Peter Dürr could barely track the ball as it blurred across the net. On one side: Taira Mayuka, one of the world’s top table-tennis players. On the other: a robotic arm called Ace.
Mayuka launched a twisting smash that should have ended the rally. Ace answered with a return no one saw coming.
Table tennis is a brutal sport — players read spin exceeding 160 rotations per second and react in fractions of a moment. What made Ace’s performance remarkable, though, wasn’t raw speed. It was something far less expected about how the robot chose to play.
A robot arm versus the world’s best
Sony AI’s Ace isn’t a humanoid or a full machine — it’s a single robotic arm. Yet in competitive matches against seven top-tier human players — five elite and two professional — it beat three of them outright. That result places Ace in a lineage stretching back to Deep Blue’s 1997 defeat of chess champion Garry Kasparov, through AI victories in Jeopardy, Go, and StarCraft II. Those were all virtual contests. Ace brought AI’s winning streak into the physical world.
Independent researchers Carlos Ribeiro and Esther Colombini, from the Aeronautics Institute of Technology and the University of Campinas respectively, called the achievement an “important milestone” for robotics. Ace arrived the same week a humanoid robot broke the half-marathon world record in Beijing — a coincidence that illustrated just how quickly autonomous machines are moving from controlled labs into messy, unpredictable environments.
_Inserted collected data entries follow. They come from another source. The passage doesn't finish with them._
use anyhow::Result;
use std::sync::Arc;
use tower_http::cors::{Any, CorsLayer};

use ttybridge_terminal::{spawn_idle_reaper, SessionRegistry};

use crate::config::Config;
use crate::web::routes::{self, AppState};

/// Web server instance owning the session registry.
pub struct WebServer {
    config: Config,
    registry: Arc<SessionRegistry>,
}

impl WebServer {
    /// Create a new web server; the registry is the composition root's only
    /// piece of shared state.
    pub fn new(config: Config) -> Self {
        let registry = Arc::new(SessionRegistry::new(
            config.launch_config(),
            config.log_dir.clone(),
        ));
        Self { config, registry }
    }

    /// Bind, start the idle reaper, and serve until ctrl-c. All sessions are
    /// closed on the way out so no CLI processes outlive the server.
    pub async fn start(self) -> Result<()> {
        let state = AppState {
            registry: self.registry.clone(),
            default_timeout: self.config.default_timeout,
        };

        // CORS is wide open: the server binds to loopback by default and
        // relay bots are the only expected callers.
        let cors = CorsLayer::new()
            .allow_origin(Any)
            .allow_methods(Any)
            .allow_headers(Any);

        let app = routes::create_router(state).layer(cors);

        let reaper = spawn_idle_reaper(
            self.registry.clone(),
            self.config.reap_period,
            self.config.idle_threshold,
        );

        println!("🌐 ttybridge listening on http://{}", self.config.bind_addr);
        println!("   CLI binary: {}", self.config.claude_bin.display());
        println!("   Session logs: {}", self.config.log_dir.display());

        let listener = tokio::net::TcpListener::bind(&self.config.bind_addr).await?;
        axum::serve(listener, app)
            .with_graceful_shutdown(async {
                let _ = tokio::signal::ctrl_c().await;
            })
            .await?;

        println!("Shutting down, closing {} session(s)", self.registry.session_count().await);
        reaper.abort();
        self.registry.close_all().await;

        Ok(())
    }

    /// Get the session registry (for embedding or tests)
    pub fn registry(&self) -> Arc<SessionRegistry> {
        self.registry.clone()
    }
}
use std::path::Path;
use std::sync::{Arc, Mutex as StdMutex};
use std::time::{Duration, Instant};

use chrono::{DateTime, Utc};
use serde::Serialize;
use tokio::sync::Mutex;

use super::error::SessionError;
use super::extract::extract_response;
use super::filter::is_prompt_ready;
use super::logger::SessionLogger;
use super::pty_handler::{LaunchConfig, PtyHandler};

/// Read-only view of a live session for listings.
#[derive(Debug, Clone, Serialize)]
pub struct SessionSummary {
    pub session_id: String,
    pub pid: u32,
    pub age_secs: u64,
    pub idle_secs: u64,
}

/// Blocking half of a session: the PTY and its transcript log. Only ever
/// touched from worker threads, behind the session's access token.
pub(crate) struct SessionIo {
    pty: PtyHandler,
    logger: Option<SessionLogger>,
}

impl SessionIo {
    /// One full request/response turn. Blocking.
    ///
    /// A prompt-less result is classified here: dead process beats timeout,
    /// and on a timeout the process is deliberately left running - it is
    /// presumed to still be working on the reply.
    pub(crate) fn exchange(&mut self, message: &str, timeout: Duration) -> Result<String, SessionError> {
        let started = Instant::now();

        if let Some(logger) = self.logger.as_mut() {
            let _ = logger.log_input(message);
        }
        self.pty
            .write_line(message)
            .map_err(|e| SessionError::ProcessDead(format!("pty write failed: {}", e)))?;

        let raw = match self.pty.read_until_ready(timeout) {
            Ok(raw) => raw,
            Err(SessionError::Io(e)) => {
                return Err(SessionError::ProcessDead(format!("pty read failed: {}", e)))
            }
            Err(other) => return Err(other),
        };
        if let Some(logger) = self.logger.as_mut() {
            let _ = logger.log_output(&raw);
        }

        if !is_prompt_ready(&raw) {
            if !self.pty.is_alive() {
                return Err(SessionError::ProcessDead(
                    "process exited mid-exchange".to_string(),
                ));
            }
            return Err(SessionError::ExchangeTimeout {
                elapsed: started.elapsed(),
            });
        }

        Ok(extract_response(&raw, message))
    }

    pub(crate) fn is_alive(&mut self) -> bool {
        self.pty.is_alive()
    }

    /// Terminate the process group and record the closure. Blocking.
    pub(crate) fn shutdown(&mut self) {
        if let Some(logger) = self.logger.as_mut() {
            let _ = logger.log_event("close", "terminating process group");
        }
        self.pty.terminate();
    }
}

/// One conversation bound to one live CLI process.
///
/// The `token` mutex is the session's exclusive access token: holding it is
/// the only sanctioned way to run an exchange or tear the session down, so
/// at most one of either is in flight per session.
pub struct Session {
    id: String,
    pid: u32,
    created_at: DateTime<Utc>,
    last_used: StdMutex<Instant>,
    token: Mutex<()>,
    io: Arc<StdMutex<SessionIo>>,
}

impl Session {
    /// Spawn the CLI and block until its first ready prompt.
    ///
    /// Runs on a worker thread. The program takes several seconds to
    /// initialize; if it never becomes ready inside the startup window it
    /// is killed and no session is handed back.
    pub(crate) fn spawn(id: &str, launch: &LaunchConfig, log_dir: &Path) -> Result<Self, SessionError> {
        let mut pty = PtyHandler::spawn(launch)?;

        let banner = pty.read_until_ready(launch.startup_timeout)?;
        if !is_prompt_ready(&banner) {
            pty.terminate();
            return Err(SessionError::StartupTimeout {
                waited: launch.startup_timeout,
            });
        }

        let pid = pty.pid();
        let mut logger = SessionLogger::new(id, log_dir).ok();
        if let Some(logger) = logger.as_mut() {
            let _ = logger.log_event("spawn", &format!("pid {}", pid));
            let _ = logger.log_output(&banner);
        }

        Ok(Self {
            id: id.to_string(),
            pid,
            created_at: Utc::now(),
            last_used: StdMutex::new(Instant::now()),
            token: Mutex::new(()),
            io: Arc::new(StdMutex::new(SessionIo { pty, logger })),
        })
    }

    pub fn id(&self) -> &str {
        &self.id
    }

    pub fn pid(&self) -> u32 {
        self.pid
    }

    pub fn idle(&self) -> Duration {
        self.last_used.lock().unwrap().elapsed()
    }

    pub(crate) fn touch(&self) {
        *self.last_used.lock().unwrap() = Instant::now();
    }

    pub(crate) fn token(&self) -> &Mutex<()> {
        &self.token
    }

    pub(crate) fn io(&self) -> Arc<StdMutex<SessionIo>> {
        Arc::clone(&self.io)
    }

    /// Liveness probe used by the registry before reusing an entry.
    ///
    /// A session mid-exchange holds its io lock; busy is reported as alive
    /// rather than blocking the whole registry behind one slow exchange.
    pub(crate) fn probe_alive(&self) -> bool {
        match self.io.try_lock() {
            Ok(mut io) => io.is_alive(),
            Err(_) => true,
        }
    }

    pub fn summary(&self) -> SessionSummary {
        SessionSummary {
            session_id: self.id.clone(),
            pid: self.pid,
            age_secs: (Utc::now() - self.created_at).num_seconds().max(0) as u64,
            idle_secs: self.idle().as_secs(),
        }
    }
}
Eyes, brain, and a custom-built arm
Ace’s performance starts with perception. High-speed cameras positioned around the court track the ball’s position roughly 200 times per second, while a separate event-based image sensor reads spin — together giving the robot enough information to anticipate where the ball is heading before most humans could consciously register it.
That sensory data feeds into several AI algorithms working in concert. One, borrowed from image processing, uses an attention mechanism to focus on the most relevant parts of each frame, speeding up analysis. Another is a deep reinforcement learning model trained across thousands of simulated hours — learning through trial and error, gradually building a library of effective shots without ever being explicitly shown how to play.
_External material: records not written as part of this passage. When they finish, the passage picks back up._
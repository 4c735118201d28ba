use std::time::Duration;
use thiserror::Error;

/// Errors produced by the session engine.
#[derive(Debug, Error)]
pub enum SessionError {
    /// The CLI never drew a ready prompt inside the startup window. The
    /// process has been killed and no session was registered.
    #[error("program not ready within the {waited:?} startup window")]
    StartupTimeout { waited: Duration },

    /// No ready prompt within the caller's timeout. The session stays alive
    /// for the next attempt.
    #[error("no reply within {elapsed:?}")]
    ExchangeTimeout { elapsed: Duration },

    /// The attached process is gone; the next request respawns it.
    #[error("session process is gone: {0}")]
    ProcessDead(String),

    #[error("failed to launch program: {0}")]
    Spawn(String),

    #[error("pty io error: {0}")]
    Io(#[from] std::io::Error),
}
Then there’s the arm itself. Off-the-shelf hardware wasn’t fast enough, so the team built a custom six-jointed, lightweight arm capable of whipping a racket at over 20 meters per second. It reacts roughly 11 times faster than a human — not because the AI thinks faster, but because the physical system was engineered to close the gap between decision and motion.
Winning through invention, not just speed
Here’s where Ace defies the obvious assumption. A robot beating humans at table tennis sounds like a story about mechanical advantage — faster reflexes, tireless repetition. That’s not what happened.
Ace won by being creative. It varied its spin, improvised returns, and placed the ball with consistent precision, introducing shots its opponents hadn’t prepared for rather than relying on predictable power. Olympic player Kinjiro Nakamura, watching from the sideline, was visibly struck. “No one else would have been able to do that,” he said. “I didn’t think it was possible.”
The robot’s limits are equally telling. Ace dominated the five elite players but lost to both professionals — a clear ceiling the team openly acknowledges. The study notes that Ace has continued improving in the months since those results were written up, which suggests the gap with professional-level play is narrowing rather than fixed.
Sports as a proving ground for the real world
Nobody at Sony AI is trying to build the world’s best table-tennis player. The ambition runs considerably larger.
“We wanted to prove that AI doesn’t just exist in virtual spaces,” said Michael Spranger, president of Sony AI. The physical experience, he argued, is the point — demonstrating that AI is ready to operate in environments where timing, friction, and unpredictability can’t be abstracted away.
Colombini, whose research background includes soccer-playing robots, frames it more directly. Sports are a proxy — a legible, observable environment where researchers can watch robots develop agility and improvisation in real time. Those same capabilities are what autonomous machines will need to work safely alongside people in factories, hospitals, and homes. The table-tennis court isn’t the destination. It’s a stress test.
What comes next
Ace’s story isn’t finished. With the robot still improving post-study, and humanoid machines already competing in endurance athletics, the pace of development in physical AI is accelerating in ways that were difficult to anticipate even a few years ago.
The more interesting question may not be how fast these robots get, but how inventive. Nakamura’s reaction — that a human watching Ace might now attempt shots they’d never previously considered — hints at something unexpected: robots may end up expanding what human athletes believe is possible, not just competing with them. That dynamic, if it holds, would be the real development worth watching.